I’ll say this and I don’t care if it sounds girly, but when I think about leaving hip-hop alone as a career I have tears come to my eyes. It really hurts me to think about it because I’ve invested myself in this music for over a decade now. It scares the shit out of me to think about the music thing not working out for me because I’ve never really considered doing anything else. The metaphor that I use to describe the way I feel about my career right now is that I’m bashing my head up against a brick wall, my head’s bleeding profusely, and everyone’s looking at me like ‘Why’s she doing that?’ But at the same time, I’m thinking to myself, ‘They’re gonna open the door. They’re gonna open the door’. But there is no door; it’s just a brick wall in front of me. My discouragement with the game right now doesn’t come from me doubting myself or my fans; it comes from me doubting the place of good rap music. The way music is viewed has changed in recent years and now we’re in a time where labels are doing ringtone deals instead of album deals. Music has become so disposable today and you could be the illest rapper out and still be struggling. Artists today have to do so much more other than concentrate on their music in order to have a career and I think that’s sad. I didn’t get into the game because I want to put out a clothing line or do ads. I got into it because I’m good at rapping.
So is there a Plan B if you do decide to stop pursuing music as a career?
It’s hard to admit it but I gave myself until I’m 30 for the music thing to happen. I told myself that when I turn 30 I’ll go to grad school and call it a day. I think I’ll always make music because that’s a part of who I am, but I don’t know if I’d make it available for public consumption. I’d definitely stop putting energy into Eternia the artist. But if that was to happen, as hard as it would be to make that decision, I’d know that I put everything into trying to make it work and I’d never have to wonder ‘What if?’
There’s been talk of you recording a full-length project with Demigodz member Apathy. What’s the current status of that album?
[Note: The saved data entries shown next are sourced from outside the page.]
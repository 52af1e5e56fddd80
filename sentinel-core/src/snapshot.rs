//! Market Snapshot Builder: candles + optional order book → indicator bundle.

use chrono::{DateTime, Utc};
use serde::{Deserialize, Serialize};
use tracing::debug;

use crate::domain::{Candle, OrderBookSnapshot};
use crate::error::{CoreError, Result};
use crate::indicators::{
    Atr, Ema, Indicator, OrderFlow, OrderFlowConfig, RateOfChange, Rsi, VolumeRatio, WhaleSide,
};

#[derive(Debug, Clone, PartialEq, Serialize, Deserialize)]
#[serde(deny_unknown_fields, default)]
pub struct SnapshotConfig {
    pub rsi_period: usize,
    pub atr_period: usize,
    pub ema_fast: usize,
    pub ema_slow: usize,
    pub volume_window: usize,
    /// Horizon of `trailing_change_pct`, in candles.
    pub trailing_change_bars: usize,
    pub order_flow: OrderFlowConfig,
}

impl Default for SnapshotConfig {
    fn default() -> Self {
        Self {
            rsi_period: 14,
            atr_period: 14,
            ema_fast: 20,
            ema_slow: 50,
            volume_window: 20,
            trailing_change_bars: 24,
            order_flow: OrderFlowConfig::default(),
        }
    }
}

impl SnapshotConfig {
    pub fn validate(&self) -> Result<()> {
        let periods = [
            ("rsi_period", self.rsi_period),
            ("atr_period", self.atr_period),
            ("ema_fast", self.ema_fast),
            ("ema_slow", self.ema_slow),
            ("volume_window", self.volume_window),
            ("trailing_change_bars", self.trailing_change_bars),
            ("order_flow.depth_levels", self.order_flow.depth_levels),
        ];
        if let Some((name, _)) = periods.iter().find(|(_, v)| *v == 0) {
            return Err(CoreError::InvalidConfig(format!("{name} must be >= 1")));
        }
        if self.ema_fast >= self.ema_slow {
            return Err(CoreError::InvalidConfig(format!(
                "ema_fast ({}) must be shorter than ema_slow ({})",
                self.ema_fast, self.ema_slow
            )));
        }
        if !(self.order_flow.price_band_pct > 0.0) {
            return Err(CoreError::InvalidConfig("order_flow.price_band_pct must be > 0".into()));
        }
        if !(self.order_flow.whale_threshold_usd > 0.0) {
            return Err(CoreError::InvalidConfig(
                "order_flow.whale_threshold_usd must be > 0".into(),
            ));
        }
        Ok(())
    }
}

/// Indicator values attached to the latest candle.
///
/// Every field that needs more history than was supplied is `None`.
#[derive(Debug, Clone, PartialEq, Serialize, Deserialize)]
pub struct IndicatorBundle {
    pub timestamp: DateTime<Utc>,
    pub close: f64,
    pub rsi: Option<f64>,
    pub atr: Option<f64>,
    pub ema_fast: Option<f64>,
    pub ema_slow: Option<f64>,
    pub volume_ratio: Option<f64>,
    pub range_position: f64,
    pub volatility_pct: f64,
    /// Close-to-close change of the latest candle, in percent.
    pub change_pct: Option<f64>,
    pub trailing_change_pct: Option<f64>,
    pub order_book_imbalance: Option<f64>,
    /// Absent when no order book was supplied.
    pub whale_activity: Option<bool>,
    pub whale_side: Option<WhaleSide>,
}

impl IndicatorBundle {
    /// |ema_fast - ema_slow| as a percentage of the close.
    pub fn trend_strength_pct(&self) -> Option<f64> {
        let (fast, slow) = (self.ema_fast?, self.ema_slow?);
        Some((fast - slow).abs() / self.close * 100.0)
    }

    pub fn is_uptrend(&self) -> Option<bool> {
        Some(self.ema_fast? > self.ema_slow?)
    }
}

/// Builds indicator bundles with a fixed set of indicator instances.
#[derive(Debug, Clone)]
pub struct SnapshotBuilder {
    config: SnapshotConfig,
    rsi: Rsi,
    atr: Atr,
    ema_fast: Ema,
    ema_slow: Ema,
    volume_ratio: VolumeRatio,
    change: RateOfChange,
    trailing_change: RateOfChange,
}

impl SnapshotBuilder {
    pub fn new(config: SnapshotConfig) -> Result<Self> {
        config.validate()?;
        Ok(Self {
            rsi: Rsi::new(config.rsi_period),
            atr: Atr::new(config.atr_period),
            ema_fast: Ema::new(config.ema_fast),
            ema_slow: Ema::new(config.ema_slow),
            volume_ratio: VolumeRatio::new(config.volume_window),
            change: RateOfChange::new(1),
            trailing_change: RateOfChange::new(config.trailing_change_bars),
            config,
        })
    }

    pub fn config(&self) -> &SnapshotConfig {
        &self.config
    }

    /// Fewest candles for which a bundle is built at all: the smallest
    /// requirement among the lookback indicators.
    pub fn min_history(&self) -> usize {
        [
            self.rsi.min_candles(),
            self.atr.min_candles(),
            self.ema_fast.min_candles(),
            self.volume_ratio.min_candles(),
        ]
        .into_iter()
        .min()
        .unwrap_or(1)
    }

    /// Candles needed for every lookback field to be present.
    pub fn full_history(&self) -> usize {
        [
            self.rsi.min_candles(),
            self.atr.min_candles(),
            self.ema_slow.min_candles(),
            self.volume_ratio.min_candles(),
            self.trailing_change.min_candles(),
        ]
        .into_iter()
        .max()
        .unwrap_or(1)
    }

    pub fn build(
        &self,
        candles: &[Candle],
        book: Option<&OrderBookSnapshot>,
    ) -> Result<IndicatorBundle> {
        let required = self.min_history();
        if candles.len() < required {
            return Err(CoreError::InsufficientHistory {
                required,
                available: candles.len(),
            });
        }
        if let Some(i) = candles.windows(2).position(|w| w[1].timestamp <= w[0].timestamp) {
            return Err(CoreError::InvalidInput(format!(
                "candles out of chronological order at index {}",
                i + 1
            )));
        }
        let Some(latest) = candles.last() else {
            return Err(CoreError::InsufficientHistory { required, available: 0 });
        };
        if !latest.is_sane() {
            return Err(CoreError::InvalidInput(format!(
                "latest candle at {} fails OHLC sanity",
                latest.timestamp
            )));
        }

        let flow = book.map(|b| OrderFlow::analyze(b, &self.config.order_flow));

        let bundle = IndicatorBundle {
            timestamp: latest.timestamp,
            close: latest.close,
            rsi: self.rsi.latest(candles),
            atr: self.atr.latest(candles),
            ema_fast: self.ema_fast.latest(candles),
            ema_slow: self.ema_slow.latest(candles),
            volume_ratio: self.volume_ratio.latest(candles),
            range_position: latest.range_position(),
            volatility_pct: latest.volatility_pct(),
            change_pct: self.change.latest(candles),
            trailing_change_pct: self.trailing_change.latest(candles),
            order_book_imbalance: flow.as_ref().and_then(|f| f.imbalance),
            whale_activity: flow.as_ref().map(|f| f.whale_activity),
            whale_side: flow.as_ref().and_then(|f| f.whale_side),
        };

        if candles.len() < self.full_history() {
            debug!(
                available = candles.len(),
                full = self.full_history(),
                "partial snapshot, some indicator fields absent"
            );
        }

        Ok(bundle)
    }
}

/// Closes of the last `n` candles, oldest first.
pub fn recent_closes(candles: &[Candle], n: usize) -> Vec<f64> {
    let start = candles.len().saturating_sub(n);
    candles[start..].iter().map(|c| c.close).collect()
}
Apathy’s a really busy guy and it’s hard for is to get together to finish the project, but we’re fifty percent done and I’m dying to get it completed. I’ve never worked with someone so well in the studio before as I do with Ap. Everything I’ve felt before that I’ve had to validate about myself to other producers, I don’t have to do any of that with Apathy. Good music should be made almost effortlessly and that’s how I feel about the music I make with him. I don’t want to hype the project up to the point where people are going to be disappointed by it, but I just know that it’s going to be something special. I mean, it’s public knowledge that Apathy and I were together as a couple before anyone knew who either of us was as an artist. He raised me as an MC, literally. Who Eternia is today as an artist is based on me forming as an MC around him. We have a whole concept behind the album, and it’s going to be called “Eternia By Apathy”. I’m also planning on working with MoSS in the future as well. What I’m really trying to do now, if people will oblige me, is do full projects with just one producer at a time. I don’t really want to put together another mish-mash project. It’s not because I think there’s necessarily anything wrong with having more than one producer on an album, it’s just that I want to start making more thematic albums now that have just one sound. I love Australia’s M-Phazes as a producer as well and would like to do a project with him as I think he brought the best out of me on “The Set-Up”. I don’t know if all those projects will come out or how they’ll be funded, but they’re just some ideas I have right now.
That doesn’t really sound like the words of someone considering putting her microphone down for the last time as you suggested on MySpace…
(Laughs) Talking about music just makes me so excited. It’s the industry that makes me wanna kill myself, but I’ll always be excited about the music.